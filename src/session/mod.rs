// Playback session - glue between the validity cache and the queue actor
// The host asks "what's playing / what's next"; only checked modules ever reach the queue

use crate::cache::background::probe_all;
use crate::cache::ValidityCache;
use crate::config::Config;
use crate::error::{InvalidModule, SessionError};
use crate::module::ModInfo;
use crate::queue::{spawn_queue, PlaybackQueue, QueueHandle, QueueMode};
use chrono::{DateTime, Utc};
use serde::{Deserialize, Serialize};
use std::path::{Path, PathBuf};
use std::sync::Arc;
use std::time::Duration;
use tracing::{debug, info, warn};
use uuid::Uuid;

/// One playable file as the queue holds it.
#[derive(Debug, Clone, PartialEq, Eq, Serialize, Deserialize)]
pub struct QueueEntry {
    pub path: PathBuf,
    pub info: ModInfo,
}

impl QueueEntry {
    /// Module title, or the file stem for untitled modules.
    pub fn title(&self) -> String {
        if !self.info.name.is_empty() {
            return self.info.name.clone();
        }
        self.path
            .file_stem()
            .map(|s| s.to_string_lossy().into_owned())
            .unwrap_or_else(|| self.path.display().to_string())
    }
}

#[derive(Debug, Clone, PartialEq)]
pub struct SessionSettings {
    pub mode: QueueMode,
    pub probe_timeout: Duration,
    pub probe_concurrency: usize,
    pub restart_threshold: Duration,
}

impl From<&Config> for SessionSettings {
    fn from(config: &Config) -> Self {
        Self {
            mode: QueueMode {
                shuffle: config.playback.shuffle_mode,
                looping: config.playback.loop_mode,
                keep_first: config.playback.keep_first,
            },
            probe_timeout: config.probe.timeout(),
            probe_concurrency: config.probe.concurrency,
            restart_threshold: config.playback.restart_threshold(),
        }
    }
}

impl Default for SessionSettings {
    fn default() -> Self {
        Self::from(&Config::default())
    }
}

#[derive(Debug)]
pub struct EnqueueReport {
    pub added: usize,
    pub rejected: Vec<InvalidModule>,
}

#[derive(Debug, Clone, PartialEq, Eq)]
pub struct NowPlaying {
    pub entry: QueueEntry,
    /// 1-based play-order position.
    pub position: usize,
    pub total: usize,
}

/// What the player should do after the user pressed "back".
#[derive(Debug, Clone, PartialEq, Eq)]
pub enum BackAction {
    /// Seek the current track to its start.
    Restart(QueueEntry),
    /// Load this entry.
    Previous(QueueEntry),
    /// Nothing is loaded.
    Idle,
}

pub struct PlaybackSession {
    id: Uuid,
    started_at: DateTime<Utc>,
    cache: Arc<ValidityCache>,
    queue: QueueHandle<QueueEntry>,
    settings: SessionSettings,
}

impl PlaybackSession {
    /// Validate `candidates` and start a queue on the survivors.
    ///
    /// `start_index` refers to `candidates`; it follows its file through
    /// validation, moving on to the next playable file when the chosen one
    /// is rejected. An index past the end selects the last playable file.
    pub async fn start(
        cache: Arc<ValidityCache>,
        candidates: Vec<PathBuf>,
        start_index: usize,
        settings: SessionSettings,
    ) -> Result<Self, SessionError> {
        let total = candidates.len();
        let outcomes = probe_all(
            Arc::clone(&cache),
            candidates,
            settings.probe_timeout,
            settings.probe_concurrency,
        )
        .await;

        let mut entries = Vec::new();
        let mut start = None;
        for (i, (path, result)) in outcomes.into_iter().enumerate() {
            match result {
                Ok(info) => {
                    if start.is_none() && i >= start_index {
                        start = Some(entries.len());
                    }
                    entries.push(QueueEntry { path, info });
                }
                Err(e) => warn!("Skipping {}", e),
            }
        }

        if entries.is_empty() {
            return Err(SessionError::NoPlayableFiles { candidates: total });
        }

        // Past the end clamps to the last file; a rejected choice with
        // nothing playable after it starts over from the top
        let start = match start {
            Some(start) => start,
            None if start_index >= total => entries.len() - 1,
            None => 0,
        };
        let id = Uuid::new_v4();
        info!(
            "Session {} starting with {}/{} playable files at {} (mode {:?})",
            id,
            entries.len(),
            total,
            start,
            settings.mode
        );

        let queue = spawn_queue(PlaybackQueue::new(entries, start, settings.mode));

        Ok(Self {
            id,
            started_at: Utc::now(),
            cache,
            queue,
            settings,
        })
    }

    pub fn id(&self) -> Uuid {
        self.id
    }

    pub fn started_at(&self) -> DateTime<Utc> {
        self.started_at
    }

    pub fn settings(&self) -> &SessionSettings {
        &self.settings
    }

    /// Handle for other tasks that need to read or drive the same queue.
    pub fn queue(&self) -> QueueHandle<QueueEntry> {
        self.queue.clone()
    }

    pub async fn now_playing(&self) -> Result<Option<NowPlaying>, SessionError> {
        let snapshot = self.queue.snapshot().await?;
        Ok(match (snapshot.current, snapshot.position) {
            (Some(entry), Some(position)) => Some(NowPlaying {
                entry,
                position,
                total: snapshot.len,
            }),
            _ => None,
        })
    }

    /// Move to the next file that still exists and isn't known bad.
    /// `None` once a non-looping queue is used up.
    pub async fn advance(&self) -> Result<Option<QueueEntry>, SessionError> {
        let attempts = self.queue.snapshot().await?.len;

        for _ in 0..attempts {
            let step = self.queue.next().await?;
            let entry = match (step.moved, step.current) {
                (true, Some(entry)) => entry,
                _ => {
                    debug!("Session {} reached the end of the queue", self.id);
                    return Ok(None);
                }
            };

            if self.cache.is_valid(&entry.path) {
                return Ok(Some(entry));
            }
            warn!("{} is no longer playable, skipping", entry.path.display());
        }

        warn!("Session {}: no queued file is playable any more", self.id);
        Ok(None)
    }

    /// Late in a track "back" restarts it; early on it goes to the previous one.
    pub async fn go_back(&self, elapsed: Duration) -> Result<BackAction, SessionError> {
        if elapsed > self.settings.restart_threshold {
            let snapshot = self.queue.snapshot().await?;
            return Ok(snapshot.current.map_or(BackAction::Idle, BackAction::Restart));
        }

        let step = self.queue.step_backward().await?;
        Ok(match (step.moved, step.current) {
            (true, Some(entry)) => BackAction::Previous(entry),
            (false, Some(entry)) => BackAction::Restart(entry),
            (_, None) => BackAction::Idle,
        })
    }

    /// Rewind to before the first file; the next `advance` plays it.
    pub async fn restart(&self) -> Result<(), SessionError> {
        self.queue.restart().await?;
        info!("Session {} rewound", self.id);
        Ok(())
    }

    /// Probe `paths` and append the playable ones in one step.
    pub async fn enqueue(&self, paths: Vec<PathBuf>) -> Result<EnqueueReport, SessionError> {
        let outcomes = probe_all(
            Arc::clone(&self.cache),
            paths,
            self.settings.probe_timeout,
            self.settings.probe_concurrency,
        )
        .await;

        let mut entries = Vec::new();
        let mut rejected = Vec::new();
        for (path, result) in outcomes {
            match result {
                Ok(info) => entries.push(QueueEntry { path, info }),
                Err(e) => {
                    warn!("Not enqueueing {}", e);
                    rejected.push(e);
                }
            }
        }

        let added = if entries.is_empty() {
            0
        } else {
            self.queue.add(entries).await?
        };
        info!("Session {} enqueued {} files ({} rejected)", self.id, added, rejected.len());

        Ok(EnqueueReport { added, rejected })
    }

    /// Whether `path` would currently be accepted, without probing.
    pub fn is_playable(&self, path: &Path) -> bool {
        self.cache.is_valid(path)
    }
}
// Background probing - the prober can block for a long time on a bad file,
// so it never runs on the runtime's worker threads

use super::ValidityCache;
use crate::error::InvalidModule;
use crate::module::ModInfo;
use futures::stream::{self, StreamExt};
use std::path::{Path, PathBuf};
use std::sync::Arc;
use std::time::Duration;
use tokio::task;
use tracing::warn;

pub type ProbeOutcome = (PathBuf, Result<ModInfo, InvalidModule>);

/// Probe on the blocking pool, giving up after `timeout`.
///
/// A timed-out probe keeps running to completion and may still populate the
/// cache; the caller just stops waiting for it.
pub async fn probe_with_timeout(
    cache: Arc<ValidityCache>,
    path: PathBuf,
    timeout: Duration,
) -> Result<ModInfo, InvalidModule> {
    run_blocking(path, timeout, move |path| cache.probe(path)).await
}

/// [`ValidityCache::force_revalidate`] under the same timeout rules.
pub async fn force_with_timeout(
    cache: Arc<ValidityCache>,
    path: PathBuf,
    timeout: Duration,
) -> Result<ModInfo, InvalidModule> {
    run_blocking(path, timeout, move |path| cache.force_revalidate(path)).await
}

async fn run_blocking<F>(
    path: PathBuf,
    timeout: Duration,
    check: F,
) -> Result<ModInfo, InvalidModule>
where
    F: FnOnce(&Path) -> Result<ModInfo, InvalidModule> + Send + 'static,
{
    let worker_path = path.clone();
    let worker = task::spawn_blocking(move || check(&worker_path));

    match tokio::time::timeout(timeout, worker).await {
        Ok(Ok(result)) => result,
        Ok(Err(join_error)) => {
            warn!("Probe worker for {} died: {}", path.display(), join_error);
            Err(InvalidModule::Aborted {
                path,
                reason: join_error.to_string(),
            })
        }
        Err(_) => {
            warn!("Probe of {} timed out after {:?}", path.display(), timeout);
            Err(InvalidModule::TimedOut { path, timeout })
        }
    }
}

/// Probe many files with bounded parallelism. Results come back in input order.
pub async fn probe_all(
    cache: Arc<ValidityCache>,
    paths: Vec<PathBuf>,
    timeout: Duration,
    concurrency: usize,
) -> Vec<ProbeOutcome> {
    check_all(cache, paths, timeout, concurrency, false).await
}

/// Like [`probe_all`], but previously rejected files get another try.
pub async fn revalidate_all(
    cache: Arc<ValidityCache>,
    paths: Vec<PathBuf>,
    timeout: Duration,
    concurrency: usize,
) -> Vec<ProbeOutcome> {
    check_all(cache, paths, timeout, concurrency, true).await
}

async fn check_all(
    cache: Arc<ValidityCache>,
    paths: Vec<PathBuf>,
    timeout: Duration,
    concurrency: usize,
    force: bool,
) -> Vec<ProbeOutcome> {
    stream::iter(paths)
        .map(|path| {
            let cache = Arc::clone(&cache);
            async move {
                let result = if force {
                    force_with_timeout(cache, path.clone(), timeout).await
                } else {
                    probe_with_timeout(cache, path.clone(), timeout).await
                };
                (path, result)
            }
        })
        .buffered(concurrency.max(1))
        .collect()
        .await
}

#[cfg(test)]
mod tests {
    use super::*;
    use crate::cache::tests::{CountingProber, FakeStorage};
    use crate::cache::MemoryStore;
    use crate::module::{ModuleProber, ModuleSource};

    struct SlowProber(Duration);

    impl ModuleProber for SlowProber {
        fn test_module(&self, _source: &mut dyn ModuleSource) -> Option<ModInfo> {
            std::thread::sleep(self.0);
            Some(ModInfo::new("slow", "Test Tracker"))
        }
    }

    #[tokio::test]
    async fn test_slow_probe_times_out() {
        let storage = Arc::new(FakeStorage::default());
        storage.write("/m/slow.mod", b"MOD slow");
        let cache = Arc::new(ValidityCache::new(
            MemoryStore::new(),
            SlowProber(Duration::from_millis(500)),
            storage,
        ));

        let path = PathBuf::from("/m/slow.mod");
        let result = probe_with_timeout(cache, path, Duration::from_millis(20)).await;
        assert!(matches!(result, Err(InvalidModule::TimedOut { .. })));
    }

    #[tokio::test]
    async fn test_forced_recheck_is_bounded_by_timeout() {
        let storage = Arc::new(FakeStorage::default());
        storage.write("/m/hang.mod", b"MOD hang");
        let cache = Arc::new(ValidityCache::new(
            MemoryStore::new(),
            SlowProber(Duration::from_millis(500)),
            storage,
        ));

        let path = PathBuf::from("/m/hang.mod");
        let result = force_with_timeout(cache, path, Duration::from_millis(20)).await;
        assert!(matches!(result, Err(InvalidModule::TimedOut { .. })));
    }

    #[tokio::test]
    async fn test_forced_recheck_retries_rejected_file() {
        let storage = Arc::new(FakeStorage::default());
        let prober = Arc::new(CountingProber::default());
        storage.write("/m/late.mod", b"plain");
        let cache = ValidityCache::new(MemoryStore::new(), prober.clone(), storage.clone());
        let cache = Arc::new(cache);

        let path = PathBuf::from("/m/late.mod");
        let timeout = Duration::from_secs(5);
        assert!(probe_with_timeout(Arc::clone(&cache), path.clone(), timeout).await.is_err());

        storage.write("/m/late.mod", b"MOD late");
        let info = force_with_timeout(cache, path, timeout).await.unwrap();
        assert_eq!(info.name, "late");
        assert_eq!(prober.calls(), 2);
    }

    #[tokio::test]
    async fn test_timed_out_probe_caches_nothing_negative() {
        let storage = Arc::new(FakeStorage::default());
        storage.write("/m/slow.mod", b"MOD slow");
        let cache = Arc::new(ValidityCache::new(
            MemoryStore::new(),
            SlowProber(Duration::from_millis(100)),
            storage,
        ));

        let path = PathBuf::from("/m/slow.mod");
        let first =
            probe_with_timeout(Arc::clone(&cache), path.clone(), Duration::from_millis(5)).await;
        assert!(first.is_err());

        let second = probe_with_timeout(cache, path, Duration::from_secs(5)).await;
        assert_eq!(second.unwrap().name, "slow");
    }

    #[tokio::test]
    async fn test_probe_all_keeps_input_order() {
        let storage = Arc::new(FakeStorage::default());
        let prober = Arc::new(CountingProber::default());
        let mut paths = Vec::new();
        for i in 0..10 {
            let path = format!("/m/{:02}.mod", i);
            if i % 3 == 0 {
                storage.write(&path, b"not a module");
            } else {
                storage.write(&path, format!("MOD track {}", i).as_bytes());
            }
            paths.push(PathBuf::from(path));
        }
        let cache = Arc::new(ValidityCache::new(MemoryStore::new(), prober.clone(), storage));

        let outcomes = probe_all(cache, paths.clone(), Duration::from_secs(5), 4).await;

        let returned: Vec<&Path> = outcomes.iter().map(|(p, _)| p.as_path()).collect();
        let expected: Vec<&Path> = paths.iter().map(|p| p.as_path()).collect();
        assert_eq!(returned, expected);

        for (i, (_, result)) in outcomes.iter().enumerate() {
            if i % 3 == 0 {
                assert!(result.is_err());
            } else {
                assert_eq!(result.as_ref().unwrap().name, format!("track {}", i));
            }
        }
        assert_eq!(prober.calls(), 10);
    }
}
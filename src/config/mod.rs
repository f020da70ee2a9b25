// Configuration management for modqueue
// Handles loading/saving settings, with sensible defaults when config is missing

use anyhow::Result;
use dirs::{cache_dir, config_dir};
use serde::{Deserialize, Serialize};
use std::fs;
use std::path::{Path, PathBuf};
use std::time::Duration;

#[derive(Debug, Clone, Default, PartialEq, Serialize, Deserialize)]
#[serde(default)]
pub struct Config {
    pub playback: PlaybackConfig,
    pub probe: ProbeConfig,
    pub cache: CacheConfig,
}

/// Queue flags; read once when a queue is built.
#[derive(Debug, Clone, PartialEq, Serialize, Deserialize)]
#[serde(default)]
pub struct PlaybackConfig {
    pub shuffle_mode: bool,
    pub loop_mode: bool,
    pub keep_first: bool,
    /// "Go back" after this much playback restarts the track instead
    pub restart_threshold_ms: u64,
}

#[derive(Debug, Clone, PartialEq, Serialize, Deserialize)]
#[serde(default)]
pub struct ProbeConfig {
    pub timeout_ms: u64,
    pub concurrency: usize,
}

#[derive(Debug, Clone, PartialEq, Serialize, Deserialize)]
#[serde(default)]
pub struct CacheConfig {
    pub directory: PathBuf,
    pub backend: CacheBackend,
}

#[derive(Debug, Clone, Copy, Default, PartialEq, Eq, Serialize, Deserialize)]
#[serde(rename_all = "lowercase")]
pub enum CacheBackend {
    #[default]
    Files,
    Sqlite,
}

impl Default for PlaybackConfig {
    fn default() -> Self {
        Self {
            shuffle_mode: true,
            loop_mode: false,
            keep_first: true,
            restart_threshold_ms: 3000,
        }
    }
}

impl Default for ProbeConfig {
    fn default() -> Self {
        Self {
            timeout_ms: 5000,
            concurrency: 4,
        }
    }
}

impl Default for CacheConfig {
    fn default() -> Self {
        Self {
            directory: cache_dir()
                .unwrap_or_else(|| PathBuf::from("."))
                .join("modqueue"),
            backend: CacheBackend::Files,
        }
    }
}

impl PlaybackConfig {
    pub fn restart_threshold(&self) -> Duration {
        Duration::from_millis(self.restart_threshold_ms)
    }
}

impl ProbeConfig {
    pub fn timeout(&self) -> Duration {
        Duration::from_millis(self.timeout_ms)
    }
}

impl Config {
    pub fn load() -> Result<Self> {
        Self::load_from(&Self::config_path()?)
    }

    /// Load from `path`, writing defaults there on first run.
    pub fn load_from(path: &Path) -> Result<Self> {
        if path.exists() {
            let content = fs::read_to_string(path)?;
            let config: Config = toml::from_str(&content)?;
            Ok(config)
        } else {
            let config = Config::default();
            config.save_to(path)?;
            Ok(config)
        }
    }

    pub fn save(&self) -> Result<()> {
        self.save_to(&Self::config_path()?)
    }

    pub fn save_to(&self, path: &Path) -> Result<()> {
        if let Some(parent) = path.parent() {
            fs::create_dir_all(parent)?;
        }

        let content = toml::to_string_pretty(self)?;
        fs::write(path, content)?;

        Ok(())
    }

    pub fn config_path() -> Result<PathBuf> {
        let config_dir = config_dir()
            .ok_or_else(|| anyhow::anyhow!("Could not find config directory"))?
            .join("modqueue");

        Ok(config_dir.join("config.toml"))
    }
}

• _REQUIREMENT_:
When a line in the listing above holds the word "CacheBackend", copy it.

• _RESULT OF THIS EXERCISE_:
    pub backend: CacheBackend,
pub enum CacheBackend {
            backend: CacheBackend::Files,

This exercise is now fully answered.